Icomos, der Internationale Denkmalrat, Berater der Unesco in allen Fragen des Weltkulturerbes, stellt dem umstrittenen Hochhausprojekt der Wertinvest für das Areal des Wiener Hotels Intercontinental samt angrenzendem Eislaufverein ein desaströses Zeugnis aus: Im Zusammenhang mit dem „außergewöhnlichen universellen Wert“ der Welterbestätte Historisches Zentrum Wien sei es schlichtweg „unannehmbar“. Denn: Das Projekt sei geeignet, genau diesen außergewöhnlichen universellen Wert „irreversibel“ zu schädigen (whc.unesco.org/en/documents/140325).
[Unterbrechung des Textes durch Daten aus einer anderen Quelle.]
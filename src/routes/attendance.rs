// SPDX-License-Identifier: MIT
// Copyright 2026 Roland Dreier <roland@rolandd.dev>

//! Attendance routes: punching and listing.

use crate::db::AttendanceStore;
use crate::error::{AppError, Result};
use crate::middleware::auth::AuthUser;
use crate::models::{
    Attendance, AttendancePage, AttendanceTime, NewPunch, PageParams, DEFAULT_PER_PAGE,
    MONTHLY_PER_PAGE,
};
use crate::time_utils::parse_month_key;
use crate::AppState;
use axum::{
    body::Bytes,
    extract::{Path, Query, State},
    routing::get,
    Extension, Json, Router,
};
use chrono::{DateTime, Utc};
use serde::{Deserialize, Serialize};
use std::sync::Arc;

/// Attendance routes (require authentication via JWT).
/// The auth middleware is applied in routes/mod.rs for these routes.
pub fn routes<S: AttendanceStore + Clone>() -> Router<Arc<AppState<S>>> {
    Router::new()
        .route(
            "/v1/attendances",
            get(list_attendances::<S>).post(create_or_update_attendance::<S>),
        )
        .route("/v1/attendances/monthly", get(list_monthly_attendances::<S>))
        .route("/v1/attendances/{id}/times", get(attendance_times::<S>))
}

// ─── Punch ───────────────────────────────────────────────────

/// Request body for a punch.
#[derive(Debug, Deserialize)]
pub struct PunchRequest {
    #[serde(default)]
    pub remark: String,
    /// When the button was pressed. Defaults to the time the request arrives.
    pub pushed_at: Option<DateTime<Utc>>,
}

/// Record a clock-in or clock-out for the caller.
///
/// An empty body or a JSON `null` carries no punch and is rejected by the
/// service.
async fn create_or_update_attendance<S: AttendanceStore + Clone>(
    State(state): State<Arc<AppState<S>>>,
    Extension(user): Extension<AuthUser>,
    body: Bytes,
) -> Result<Json<Attendance>> {
    let request: Option<PunchRequest> = if body.iter().all(u8::is_ascii_whitespace) {
        None
    } else {
        serde_json::from_slice(&body)
            .map_err(|e| AppError::Validation(format!("Invalid punch body: {}", e)))?
    };
    let punch = request.map(|request| {
        NewPunch::new(
            request.remark,
            request.pushed_at.unwrap_or_else(Utc::now),
        )
    });

    let attendance = state
        .attendance_service
        .create_or_update_attendance(&user.user_id, punch)
        .await?;

    Ok(Json(attendance))
}

// ─── Listing ─────────────────────────────────────────────────

#[derive(Debug, Deserialize)]
struct ListQuery {
    page: Option<u32>,
    per_page: Option<u32>,
}

#[derive(Debug, Deserialize)]
struct MonthlyQuery {
    /// Month in `YYYY-MM` form; the current month when absent.
    month: Option<String>,
    page: Option<u32>,
    per_page: Option<u32>,
}

/// Response for attendance listings.
#[derive(Serialize)]
pub struct AttendancesResponse {
    pub attendances: Vec<Attendance>,
    pub has_next: bool,
}

impl From<AttendancePage> for AttendancesResponse {
    fn from(page: AttendancePage) -> Self {
        Self {
            attendances: page.items,
            has_next: page.has_next,
        }
    }
}

async fn list_attendances<S: AttendanceStore + Clone>(
    State(state): State<Arc<AppState<S>>>,
    Extension(user): Extension<AuthUser>,
    Query(params): Query<ListQuery>,
) -> Result<Json<AttendancesResponse>> {
    let page = PageParams::new(
        params.page.unwrap_or(1),
        params.per_page.unwrap_or(DEFAULT_PER_PAGE),
    );

    let page = state
        .attendance_service
        .list_attendances(&user.user_id, page)
        .await?;

    Ok(Json(page.into()))
}

async fn list_monthly_attendances<S: AttendanceStore + Clone>(
    State(state): State<Arc<AppState<S>>>,
    Extension(user): Extension<AuthUser>,
    Query(params): Query<MonthlyQuery>,
) -> Result<Json<AttendancesResponse>> {
    let zone = state.attendance_service.zone();
    let month_of = match params.month.as_deref() {
        Some(key) => parse_month_key(key, zone)
            .ok_or_else(|| AppError::Validation(format!("Invalid month: {:?}", key)))?,
        None => Utc::now(),
    };
    let page = PageParams::new(
        params.page.unwrap_or(1),
        params.per_page.unwrap_or(MONTHLY_PER_PAGE),
    );

    let page = state
        .attendance_service
        .list_monthly_attendances(&user.user_id, month_of, page)
        .await?;

    Ok(Json(page.into()))
}

/// Full punch history of one attendance, superseded rows included.
async fn attendance_times<S: AttendanceStore + Clone>(
    State(state): State<Arc<AppState<S>>>,
    Extension(user): Extension<AuthUser>,
    Path(id): Path<String>,
) -> Result<Json<Vec<AttendanceTime>>> {
    let times = state
        .attendance_service
        .attendance_history(&user.user_id, &id)
        .await?;

    Ok(Json(times))
}
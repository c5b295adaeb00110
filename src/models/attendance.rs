// SPDX-License-Identifier: MIT
// Copyright 2026 Roland Dreier <roland@rolandd.dev>

//! Attendance and punch models.

use chrono::{DateTime, Utc};
use serde::{Deserialize, Serialize};
use std::fmt;
use validator::Validate;

/// Maximum remark length, in characters.
pub const MAX_REMARK_CHARS: u64 = 1000;

/// Which side of the working day a punch records.
#[derive(Debug, Clone, Copy, PartialEq, Eq, Hash, Serialize, Deserialize)]
#[serde(rename_all = "snake_case")]
pub enum AttendanceKind {
    ClockIn,
    ClockOut,
}

impl AttendanceKind {
    /// Stable numeric code used by persisted rows.
    pub fn code(self) -> u8 {
        match self {
            AttendanceKind::ClockIn => 1,
            AttendanceKind::ClockOut => 2,
        }
    }

    pub fn from_code(code: u8) -> Option<Self> {
        match code {
            1 => Some(AttendanceKind::ClockIn),
            2 => Some(AttendanceKind::ClockOut),
            _ => None,
        }
    }
}

impl fmt::Display for AttendanceKind {
    fn fmt(&self, f: &mut fmt::Formatter<'_>) -> fmt::Result {
        match self {
            AttendanceKind::ClockIn => f.write_str("clock-in"),
            AttendanceKind::ClockOut => f.write_str("clock-out"),
        }
    }
}

/// One punch event.
///
/// Rows are never deleted. The only mutation is the `is_modified` flip that
/// retires the previously active row of the same kind.
#[derive(Debug, Clone, PartialEq, Serialize, Deserialize)]
pub struct AttendanceTime {
    pub id: String,
    /// Owning attendance
    pub attendance_id: String,
    pub kind: AttendanceKind,
    pub remark: String,
    /// When the punch happened, as supplied by the caller
    pub pushed_at: DateTime<Utc>,
    /// True once superseded by a later punch of the same kind
    pub is_modified: bool,
    pub created_at: DateTime<Utc>,
    pub updated_at: DateTime<Utc>,
}

impl AttendanceTime {
    /// Whether this row is the currently visible punch of its kind.
    pub fn is_active(&self) -> bool {
        !self.is_modified
    }
}

/// One working day of one user, with its active punches resolved.
#[derive(Debug, Clone, PartialEq, Serialize, Deserialize)]
pub struct Attendance {
    pub id: String,
    pub user_id: String,
    pub clocked_in: AttendanceTime,
    pub clocked_out: Option<AttendanceTime>,
    pub created_at: DateTime<Utc>,
    pub updated_at: DateTime<Utc>,
}

impl Attendance {
    pub fn is_clocked_out(&self) -> bool {
        self.clocked_out.is_some()
    }
}

/// A punch as submitted by a user.
#[derive(Debug, Clone, PartialEq, Deserialize, Validate)]
pub struct NewPunch {
    #[serde(default)]
    #[validate(length(max = MAX_REMARK_CHARS))]
    pub remark: String,
    pub pushed_at: DateTime<Utc>,
}

impl NewPunch {
    pub fn new(remark: impl Into<String>, pushed_at: DateTime<Utc>) -> Self {
        Self {
            remark: remark.into(),
            pushed_at,
        }
    }
}
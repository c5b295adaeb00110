// SPDX-License-Identifier: MIT
// Copyright 2026 Roland Dreier <roland@rolandd.dev>

//! Punch resolution: decide what a new punch does to today's attendance.
//!
//! The first punch of a local calendar day opens a new attendance with a
//! clock-in. Every later punch that day is a clock-out that supersedes the
//! previous clock-out, if any. Superseded rows are flagged, never removed.

use chrono::{DateTime, Utc};

use crate::db::TimeRecord;
use crate::models::{Attendance, AttendanceKind, NewPunch};

/// The writes a punch requires.
#[derive(Debug, Clone, PartialEq)]
pub enum PunchEffect {
    /// No attendance today: create one whose clock-in is this punch.
    CreateAttendance { clock_in: TimeRecord },
    /// Attendance exists: retire its active clock-out (if any) and insert this punch.
    AppendClockOut {
        attendance: Attendance,
        clock_out: TimeRecord,
    },
}

impl PunchEffect {
    /// Kind of the row this effect inserts.
    pub fn kind(&self) -> AttendanceKind {
        match self {
            PunchEffect::CreateAttendance { .. } => AttendanceKind::ClockIn,
            PunchEffect::AppendClockOut { .. } => AttendanceKind::ClockOut,
        }
    }
}

/// Pure decision logic. `existing` is the latest attendance in the punch's day window.
pub fn resolve(
    existing: Option<Attendance>,
    punch: &NewPunch,
    recorded_at: DateTime<Utc>,
) -> PunchEffect {
    let record = TimeRecord {
        remark: punch.remark.clone(),
        pushed_at: punch.pushed_at,
        recorded_at,
    };

    match existing {
        None => PunchEffect::CreateAttendance { clock_in: record },
        Some(attendance) => PunchEffect::AppendClockOut {
            attendance,
            clock_out: record,
        },
    }
}
// SPDX-License-Identifier: MIT
// Copyright 2026 Roland Dreier <roland@rolandd.dev>

//! HTTP route handlers.

pub mod attendance;
pub mod users;

use crate::db::AttendanceStore;
use crate::middleware::auth::require_auth;
use crate::AppState;
use axum::http::{header, Method};
use axum::{middleware, routing::get, Json, Router};
use serde::Serialize;
use std::sync::Arc;
use tower_http::cors::CorsLayer;
use tower_http::trace::{DefaultMakeSpan, DefaultOnResponse, TraceLayer};
use tracing::Level;

#[derive(Serialize)]
pub struct HealthResponse {
    pub status: String,
    pub build_id: String,
}

/// Health check response
async fn health_check() -> Json<HealthResponse> {
    let build_id = option_env!("BUILD_ID").unwrap_or("unknown").to_string();
    Json(HealthResponse {
        status: "ok".to_string(),
        build_id,
    })
}

/// Build the complete router with all routes.
pub fn create_router<S: AttendanceStore + Clone>(state: Arc<AppState<S>>) -> Router {
    // Frontend URL plus localhost for dev
    let frontend_url = state.config.frontend_url.clone();
    let cors = CorsLayer::new()
        .allow_origin(tower_http::cors::AllowOrigin::predicate(
            move |origin: &axum::http::HeaderValue, _request_parts: &axum::http::request::Parts| {
                let origin_str = origin.to_str().unwrap_or("");
                origin_str == frontend_url
                    || origin_str.starts_with("http://localhost")
                    || origin_str.starts_with("http://127.0.0.1")
            },
        ))
        .allow_credentials(true)
        .allow_methods([Method::GET, Method::POST, Method::PUT, Method::OPTIONS])
        .allow_headers([header::CONTENT_TYPE, header::AUTHORIZATION, header::ACCEPT]);

    let public_routes = Router::new().route("/health", get(health_check));

    let protected_routes = Router::new()
        .merge(attendance::routes::<S>())
        .merge(users::routes::<S>())
        .route_layer(middleware::from_fn_with_state(
            state.clone(),
            require_auth::<S>,
        ));

    Router::new()
        .merge(public_routes)
        .merge(protected_routes)
        .layer(middleware::from_fn(
            crate::middleware::security::add_security_headers,
        ))
        .layer(cors)
        .layer(
            TraceLayer::new_for_http()
                .make_span_with(DefaultMakeSpan::new().level(Level::INFO))
                .on_response(DefaultOnResponse::new().level(Level::INFO)),
        )
        .with_state(state)
}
So weit, so gar nicht gut.

Was mich betrifft, muss ich an dieser Stelle einbekennen, kein begeisterter Parteigänger des Weltkulturerbe-Gedankens zu sein. Sosehr mir Ererbtes und sein Wert Anliegen sind, so wenig mag ich in einer Welt leben, die vor lauter Begeisterung für die Vergangenheit auf die Gegenwart vergisst und also für die Zukunft von sich selbst nichts zu vererben haben wird. Warum dennoch sogar für mich die Icomos-Expertise in diesem Fall erwähnenswert ist? Weil man städtischerseits offenkundig nicht bereit ist, auf deutlich schwerer wiegende, inhaltlich wirklich triftige Einwände gegen das Wertinvest-Projekt zu hören. Folglich bleibt gar nichts anderes übrig, als ins Wehklagen über den dräuenden Verlust des Weltkulturerbestatus einzustimmen, statt darüber zu reden, worum es wirklich geht: nämlich darum, ob denn das geplante, untermittelprächtige 73-Meter-Trumm mit diesem (Luxus-)Nutzungskonzept an diesem Standort irgendjemand braucht. Abgesehen vom Investor und seiner Entourage.

Dass die gestalterischen Gegebenheiten in bester Stadtparklage, zwischen Lothringer Straße und Heumarkt, derzeit – wie soll man sagen? – unbefriedigend sind, darüber wird sich rasch Einigkeit herstellen lassen. Darüber, dass die Lösung des Problems nicht darin bestehen kann, einen alten Pallawatsch durch einen neuen zu ersetzen, wohl auch. Fehlt nur, danach zu handeln. Weltkulturerbe hin oder her.